Die seit 2005 im Aufenthaltsgesetz vorgesehene Niederlassungserlaubnis zählt für Bürger, die nicht zum Europäischen Wirtschaftsraum gehören, mit zu den rechtlich stärksten Aufenthaltstiteln in Deutschland. Mit der unbefristet geltenden Niederlassungserlaubnis können Ausländer eine Beschäftigung als Arbeitnehmer oder als Selbstständiger wahrnehmen. Außerdem genießen sie nach einem mindestens fünfjährigen rechtmäßigen Aufenthalt einen besonderen Ausweisungsschutz.
Im jetzt entschiedenen Fall reiste die 1984 geborene Klägerin im Rahmen des Familiennachzugs 2005 von der Türkei nach Deutschland. Die Frau erhielt eine Aufenthaltserlaubnis und wurde zum Integrationskurs verpflichtet. Dort sollte sie unter anderem ausreichende Deutschkenntnisse erhalten und Grundkenntnisse der deutschen Rechts- und Gesellschaftsordnung sowie über die hiesigen Lebensverhältnisse lernen.
Doch den Integrationskurs brach die Türkin wegen einer Schwangerschaft ab. Auch danach verweigerte sie die Teilnahme am Kurs. Als Gründe nannte sie die Betreuung ihres Kindes, eine schlechte Verkehrsanbindung sowie eine erneute Schwangerschaft und damit zusammenhängende Beschwerden.

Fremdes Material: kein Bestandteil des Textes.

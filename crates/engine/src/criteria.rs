//! Filter criteria and their construction from form inputs.

use chrono::NaiveDate;

use crate::{
    FinancialRecord, Money, ResultEngine,
    util::{non_blank, parse_input_amount, parse_input_date},
};

/// Raw text of the filter form, exactly as typed.
#[derive(Clone, Debug, Default, PartialEq, Eq)]
pub struct FilterInput {
    pub category: String,
    pub date_from: String,
    pub date_to: String,
    pub min_amount: String,
    pub max_amount: String,
}

/// Optional predicates over a record. `None` means "no constraint".
///
/// Bounds are inclusive. All active predicates must hold for a record to
/// match.
#[derive(Clone, Debug, Default, PartialEq, Eq)]
pub struct FilterCriteria {
    pub category: Option<String>,
    pub date_from: Option<NaiveDate>,
    pub date_to: Option<NaiveDate>,
    pub min_amount: Option<Money>,
    pub max_amount: Option<Money>,
}

impl FilterCriteria {
    /// Builds criteria from the filter form.
    ///
    /// Blank inputs leave the predicate unset. `"0"` is a bound, not a
    /// blank. Dates must be `YYYY-MM-DD`; amounts follow `Money` parsing.
    pub fn parse(input: &FilterInput) -> ResultEngine<Self> {
        Ok(Self {
            category: non_blank(&input.category).map(str::to_string),
            date_from: non_blank(&input.date_from)
                .map(|raw| parse_input_date(raw, "from date"))
                .transpose()?,
            date_to: non_blank(&input.date_to)
                .map(|raw| parse_input_date(raw, "to date"))
                .transpose()?,
            min_amount: non_blank(&input.min_amount)
                .map(|raw| parse_input_amount(raw, "min amount"))
                .transpose()?,
            max_amount: non_blank(&input.max_amount)
                .map(|raw| parse_input_amount(raw, "max amount"))
                .transpose()?,
        })
    }

    /// Returns `true` when no predicate is active.
    #[must_use]
    pub fn is_empty(&self) -> bool {
        self.category.is_none()
            && self.date_from.is_none()
            && self.date_to.is_none()
            && self.min_amount.is_none()
            && self.max_amount.is_none()
    }

    /// Checks every active predicate against one record.
    ///
    /// A record missing the field an active predicate looks at does not
    /// match.
    pub fn matches<R: FinancialRecord + ?Sized>(&self, record: &R) -> bool {
        if let Some(category) = self.category.as_deref()
            && record.category() != Some(category)
        {
            return false;
        }

        if self.date_from.is_some() || self.date_to.is_some() {
            let Some(date) = record.date() else {
                return false;
            };
            if self.date_from.is_some_and(|from| date < from)
                || self.date_to.is_some_and(|to| date > to)
            {
                return false;
            }
        }

        if self.min_amount.is_some() || self.max_amount.is_some() {
            let Some(amount) = record.amount() else {
                return false;
            };
            if self.min_amount.is_some_and(|min| amount < min)
                || self.max_amount.is_some_and(|max| amount > max)
            {
                return false;
            }
        }

        true
    }
}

Als die Frau von der Ausländerbehörde eine weitere befristete, bis Februar 2012 geltende Aufenthaltserlaubnis erhielt, beantragte sie eine Niederlassungserlaubnis.
Die Ausländerbehörde lehnte ab. Für eine Niederlassungserlaubnis seien ausreichende deutsche Sprachkenntnisse und die damit verbundene Teilnahme an einem Integrationskurs erforderlich. Die Türkin habe aber keinen vorgeschriebenen Integrationskurs absolviert.
Das Bundesverwaltungsgericht bestätigte die Entscheidung der Ausländerbehörde. Die Klägerin habe ihre ausreichenden Deutschkenntnisse und ihre Grundkenntnisse der deutschen Rechts- und Gesellschaftsordnung nicht mit dem Integrationskurs nachweisen können. Ihre Schwangerschaften führten auch nicht zu einem Härtefall, bei dem kein Integrationskurs nachgewiesen werden muss.
Die Klägerin könne sich zudem nicht auf das assoziationsrechtliche Verschlechterungsgebot berufen. Danach dürfen in Deutschland lebende türkische Arbeitnehmer und ihre Angehörigen im Nachhinein beim Zugang zum Arbeitsmarkt nicht rechtlich schlechtergestellt werden. Zwar gebe es mittlerweile schärfere Voraussetzungen für einen unbefristeten Aufenthaltstitel – hier die Niederlassungserlaubnis –, diese hätten aber keine Auswirkungen auf den Arbeitsmarkt.